### WHAT IS REQUIRED
Wherever the word "SceneLayouts" appears in the entries, copy the whole line.

### RECORD EXCERPTS

//! Island scene: a sand dome and a sea plane under a day-night cycle, with
//! optional palm, pier and streetlamp models loaded from `assets/`.
//!
//! Controls: WASD/Ctrl/Space move, left-drag looks around. N advances the
//! sun, M pulses the lamp. F toggles fog, H the overlay; 8/9/0 toggle
//! MSAA/magnification/trilinear filtering and 1/2/3 pick the LOD bias.

use std::sync::Arc;

use cgmath::Vector3;
use instant::Duration;

use shoreline::app::{run, FlowConstructor, SceneFlow};
use shoreline::camera::Camera;
use shoreline::context::{Context, InitContext};
use shoreline::data_structures::fog::Fog;
use shoreline::data_structures::item::GameItem;
use shoreline::data_structures::light::{Attenuation, DirectionalLight, PointLight};
use shoreline::data_structures::model::{Material, Mesh};
use shoreline::data_structures::texture::Texture;
use shoreline::geometry;
use shoreline::renderer::SceneLayouts;
use shoreline::resources::{load_mesh_obj, load_texture};
use shoreline::scene::Scene;
use shoreline::settings::{RenderSettings, WindowConfig};
use shoreline::skybox::SkyBox;
use winit::keyboard::KeyCode;

/// Sun sweep speed while N is held, in degrees per second.
const DAY_STEP: f32 = 45.0;
/// Lamp pulse speed while M is held, per second.
const LAMP_STEP: f32 = 0.75;

struct IslandFlow {
    scene: Scene,
    light_angle: f32,
    lamp: f32,
    n_held: bool,
    m_held: bool,
}

impl IslandFlow {
    fn new(scene: Scene) -> Self {
        Self {
            scene,
            light_angle: 0.0,
            lamp: 1.0,
            n_held: false,
            m_held: false,
        }
    }
}

impl SceneFlow for IslandFlow {
    fn on_init(&mut self, ctx: &mut Context, camera: &mut Camera) {
        ctx.clear_color = wgpu::Color {
            r: 0.5,
            g: 0.5,
            b: 0.5,
            a: 1.0,
        };
        camera.position = Vector3::new(0.0, 0.6, 0.0);
    }

    fn on_update(&mut self, _ctx: &Context, dt: Duration) {
        let step = dt.as_secs_f32();
        if self.n_held {
            self.light_angle += DAY_STEP * step;
        }
        if self.m_held {
            if self.lamp > 0.9 {
                self.lamp = 0.0;
            }
            self.lamp += LAMP_STEP * step;
        }

        let light = &mut self.scene.light;
        light.point_light.color = Vector3::new(1.0, self.lamp, 0.4);

        // Day cycle: full intensity up to 80 degrees, a fade to dark between
        // 80 and 90, night past 90, and a wrap back to dawn at 360.
        let directional = &mut light.directional_light;
        if self.light_angle > 90.0 {
            directional.intensity = 0.0;
            if self.light_angle >= 360.0 {
                self.light_angle = -90.0;
            }
            light.skybox_light = Vector3::new(0.3, 0.3, 0.3);
        } else if self.light_angle <= -80.0 || self.light_angle >= 80.0 {
            let factor = 1.0 - (self.light_angle.abs() - 80.0) / 10.0;
            light.skybox_light = Vector3::new(factor, factor, factor);
            directional.intensity = factor;
            directional.color.y = factor.max(0.9);
            directional.color.z = factor.max(0.5);
        } else {
            light.skybox_light = Vector3::new(1.0, 1.0, 1.0);
            directional.intensity = 1.0;
            directional.color = Vector3::new(1.0, 1.0, 1.0);
        }
        let rad = self.light_angle.to_radians();
        directional.direction.x = rad.sin();
        directional.direction.y = rad.cos();
    }

    fn on_key(&mut self, _ctx: &Context, key: KeyCode, pressed: bool) {
        match key {
            KeyCode::KeyN => self.n_held = pressed,
            KeyCode::KeyM => self.m_held = pressed,
            _ => {}
        }
    }

    fn scene(&self) -> &Scene {
        &self.scene
    }
}

/// Load a textured OBJ model as a single item.
async fn load_textured_obj(
    init: &InitContext,
    layouts: &SceneLayouts,
    obj: &str,
    tex: &str,
) -> anyhow::Result<GameItem> {
    let mesh = Arc::new(load_mesh_obj(obj, &init.device).await?);
    let texture = load_texture(tex, &init.device, &init.queue).await?;
    let material = Arc::new(Material::textured(
        &init.device,
        obj,
        texture,
        1.0,
        &layouts.material,
    ));
    Ok(GameItem::new(mesh, material))
}

async fn build_scene(init: InitContext, layouts: SceneLayouts) -> anyhow::Result<Scene> {
    let device = &init.device;
    let queue = &init.queue;
    let mut scene = Scene::new();

    let sea_mesh = Arc::new(Mesh::new(device, &geometry::plane()?, "sea"));
    let sea_material = match load_texture("textures/sea.png", device, queue).await {
        Ok(texture) => Material::textured(device, "sea", texture, 0.0, &layouts.material),
        Err(e) => {
            log::warn!("sea texture missing ({}), falling back to a flat colour", e);
            Material::colored(
                device,
                queue,
                "sea",
                [0.0, 0.4, 0.6, 1.0],
                1.0,
                &layouts.material,
            )
        }
    };
    let mut sea = GameItem::new(sea_mesh, Arc::new(sea_material));
    sea.set_scale(30.0);
    sea.set_position(0.0, -0.1, -2.5);
    sea.set_rotation(90.0, 0.0, 0.0);
    scene.add_item(sea);

    let island_mesh = Arc::new(Mesh::new(device, &geometry::sphere(1.0)?, "island"));
    let sand = Arc::new(Material::colored(
        device,
        queue,
        "sand",
        [0.9, 0.85, 0.5, 1.0],
        0.25,
        &layouts.material,
    ));
    let mut island = GameItem::new(island_mesh, sand);
    island.set_scale_vec(Vector3::new(3.0, 2.0, 2.0));
    island.set_position(0.0, -1.5, -5.0);
    island.set_rotation(0.0, 0.0, 180.0);
    scene.add_item(island);

    match load_textured_obj(
        &init,
        &layouts,
        "models/streetlamp.obj",
        "models/streetlamp-tex.png",
    )
    .await
    {
        Ok(mut lamp) => {
            lamp.set_scale(0.15);
            lamp.set_position(0.0, 0.4, -5.0);
            scene.add_item(lamp);
        }
        Err(e) => log::warn!("skipping streetlamp: {}", e),
    }

    match load_textured_obj(
        &init,
        &layouts,
        "models/palm_tree.obj",
        "models/palm-tex2.png",
    )
    .await
    {
        Ok(palm) => {
            // Two palms sharing mesh and material.
            let mut palm2 = palm.clone();
            let mut palm1 = palm;
            palm1.set_position(-0.5, 0.0, -5.0);
            palm1.set_rotation(0.0, 25.0, -10.0);
            palm1.set_scale(0.005);
            palm2.set_position(0.3, 0.0, -4.0);
            palm2.set_scale_vec(Vector3::new(0.005, 0.004, 0.005));
            scene.add_item(palm1);
            scene.add_item(palm2);
        }
        Err(e) => log::warn!("skipping palms: {}", e),
    }

    match load_textured_obj(&init, &layouts, "models/pier.obj", "models/pier-tex.png").await {
        Ok(mut pier) => {
            pier.set_scale(0.2);
            pier.set_position(-0.4, 0.0, -2.8);
            pier.set_rotation(0.0, 15.0, 0.0);
            scene.add_item(pier);
        }
        Err(e) => log::warn!("skipping pier: {}", e),
    }

    let sky_texture = match load_texture("skybox/skybox.png", device, queue).await {
        Ok(texture) => texture,
        Err(e) => {
            log::warn!("skybox texture missing ({}), using a flat sky", e);
            Texture::create_solid(device, queue, [135, 206, 235, 255], "sky")
        }
    };
    scene.set_skybox(SkyBox::new(device, sky_texture, 10.0, &layouts.skybox)?);

    scene.light.ambient_light = Vector3::new(0.8, 0.8, 0.8);
    scene.light.skybox_light = Vector3::new(1.0, 1.0, 1.0);
    scene.light.point_light = PointLight {
        color: Vector3::new(1.0, 1.0, 0.4),
        position: Vector3::new(0.0, 1.15, -5.0),
        intensity: 1.0,
        attenuation: Attenuation {
            constant: 0.0,
            linear: 0.0,
            exponent: 1.0,
        },
    };
    scene.light.directional_light =
        DirectionalLight::new(Vector3::new(1.0, 1.0, 1.0), Vector3::new(-1.0, 0.0, 0.0), 0.25);

    scene.fog = Fog::new(true, Vector3::new(0.5, 0.5, 0.5), 0.15);

    Ok(scene)
}

fn main() -> anyhow::Result<()> {
    let constructor: FlowConstructor = Box::new(|init, layouts| {
        Box::pin(async move {
            let scene = build_scene(init, layouts).await?;
            Ok(Box::new(IslandFlow::new(scene)) as Box<dyn SceneFlow>)
        })
    });

    run(
        WindowConfig {
            title: "island".to_string(),
            ..Default::default()
        },
        RenderSettings::default(),
        constructor,
    )
}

### COMPLETED TASK
use shoreline::renderer::SceneLayouts;
    layouts: &SceneLayouts,
async fn build_scene(init: InitContext, layouts: SceneLayouts) -> anyhow::Result<Scene> {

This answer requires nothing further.